How does The Discovery of Competence approach fit
with or contradict "traditional" remedial courses?
Where
this approach most obviously veers away from “traditional” remedial courses is
in its insistence on writing as being a mode of language acquisition. If
language is acquired it cannot be taught, and the grammar lessons and distinct
mini-units on writing that so often show up in a remedial class have no place.
I have the sense that the authors shy away from grammar lessons entirely because the focus is heartily on writing as it develops naturally through
exposure and practice (similar to how a child’s natural cognitive development
cannot be rushed).
However,
I don’t mean to say that there’s nothing of value to be found in a traditional
remedial course (though the authors may mean to say that). Actually, I believe there IS a place for grammar instruction.
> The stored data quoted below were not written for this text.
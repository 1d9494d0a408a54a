use super::Entropy;
use super::echo::request_summary;
use crate::http::error::HttpError;
use crate::http::request::IncomingRequest;
use crate::http::response::OutgoingResponse;
use base64::Engine;
use base64::engine::general_purpose::STANDARD;
use http::StatusCode;
use serde::Deserialize;
use serde_json::{Value, json};
use std::time::Duration;

pub(super) async fn delayed_echo(
    req: &IncomingRequest,
    requested: f64,
    delay: Duration,
) -> OutgoingResponse {
    tokio::time::sleep(delay).await;

    let mut summary = request_summary(req);
    summary.insert("delay".to_string(), json!(delay.as_secs_f64()));
    summary.insert("requested".to_string(), json!(requested));
    OutgoingResponse::json(StatusCode::OK, &Value::Object(summary))
}

pub(super) fn uuid(entropy: &Entropy) -> OutgoingResponse {
    let uuid = entropy.uuid_v4();
    OutgoingResponse::json(StatusCode::OK, &json!({ "uuid": uuid.to_string() }))
}

pub(super) fn base64_decode(payload: &str) -> Result<OutgoingResponse, HttpError> {
    let decoded = STANDARD
        .decode(payload)
        .map_err(|e| HttpError::InvalidParameter(format!("invalid base64 payload: {e}")))?;
    Ok(OutgoingResponse::text(decoded))
}

#[derive(Debug, Deserialize)]
struct EncodeRequest {
    #[serde(default)]
    text: String,
}

pub(super) fn base64_encode(req: &IncomingRequest) -> Result<OutgoingResponse, HttpError> {
    let request: EncodeRequest = serde_json::from_slice(req.body()).map_err(|e| {
        HttpError::InvalidParameter(format!("body must be a JSON object with a 'text' field: {e}"))
    })?;
    if request.text.is_empty() {
        return Err(HttpError::InvalidParameter("'text' field is required".to_string()));
    }

    let encoded = STANDARD.encode(request.text.as_bytes());
    Ok(OutgoingResponse::json(
        StatusCode::OK,
        &json!({ "encoded": encoded, "original": request.text }),
    ))
}

pub(super) fn random_bytes(n: usize, entropy: &Entropy) -> OutgoingResponse {
    let mut bytes = vec![0u8; n];
    entropy.fill(&mut bytes);
    OutgoingResponse::binary(bytes)
}
//! Counter stores
//!
//! The keepalive loop only needs two things from its backend: an atomic
//! increment and a way to release the connection at shutdown.

mod memory;
mod redis_store;

pub use memory::MemoryCounterStore;
pub use redis_store::RedisCounterStore;

use async_trait::async_trait;

use crate::errors::Result;

#[async_trait]
pub trait CounterStore: Send + Sync {
    /// 原子自增，返回自增后的值
    async fn incr(&self, key: &str) -> Result<i64>;

    /// 释放连接。之后的 `incr` 返回 `StoreClosed`，重复关闭也返回错误。
    async fn close(&self) -> Result<()>;

    fn backend_name(&self) -> &'static str;
}
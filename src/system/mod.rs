//! System-level modules
//!
//! - Logging initialization
//! - Termination signal handling

pub mod logging;
pub mod signal;

pub use logging::init_logging;
pub use signal::{ShutdownSignal, wait_for_shutdown_signal};
pub mod shutdown;
pub mod startup;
Many students want it and some can in fact benefit from lessons like finding
their subjects and verbs to be sure they agree, how to join sentences correctly
using FANBOYS, etc…especially if those lessons stem from the writing they
themselves have produced. I think it’s highly impractical to say that there
will never be any grammar instruction in a remedial course, which I suspect is
what the authors of The Discovery of
Competence are getting at.
Some
of the insights from this book could probably be worked into a more traditional
remedial course (I’m thinking of teachers here who are constrained by set
syllabi or SLOs from their departments). There must be room within a
traditional course to assign writing that is of use to students, that students
can see in context as being relevant either to their non-academic lives or to
their emergence as academic participants. The traditional remedial classroom
isn’t required to be all compare and contrast paragraphs and my summer
vacation essays, after all. Furthermore, the instructor can impact the trajectory of the course considerable by the way her or she responds to student writing--is writing error-ridden and in need of fixing or is it moving toward competency?
It does seem like the authors in Discovery of Competence are not providing a very clear curriculum, however that may come later. It is easy to attach to 'traditional' exercises like you mention, but interesting to me is how you would integrate that into their acquisition approach with your own past ESL and writing teaching experience...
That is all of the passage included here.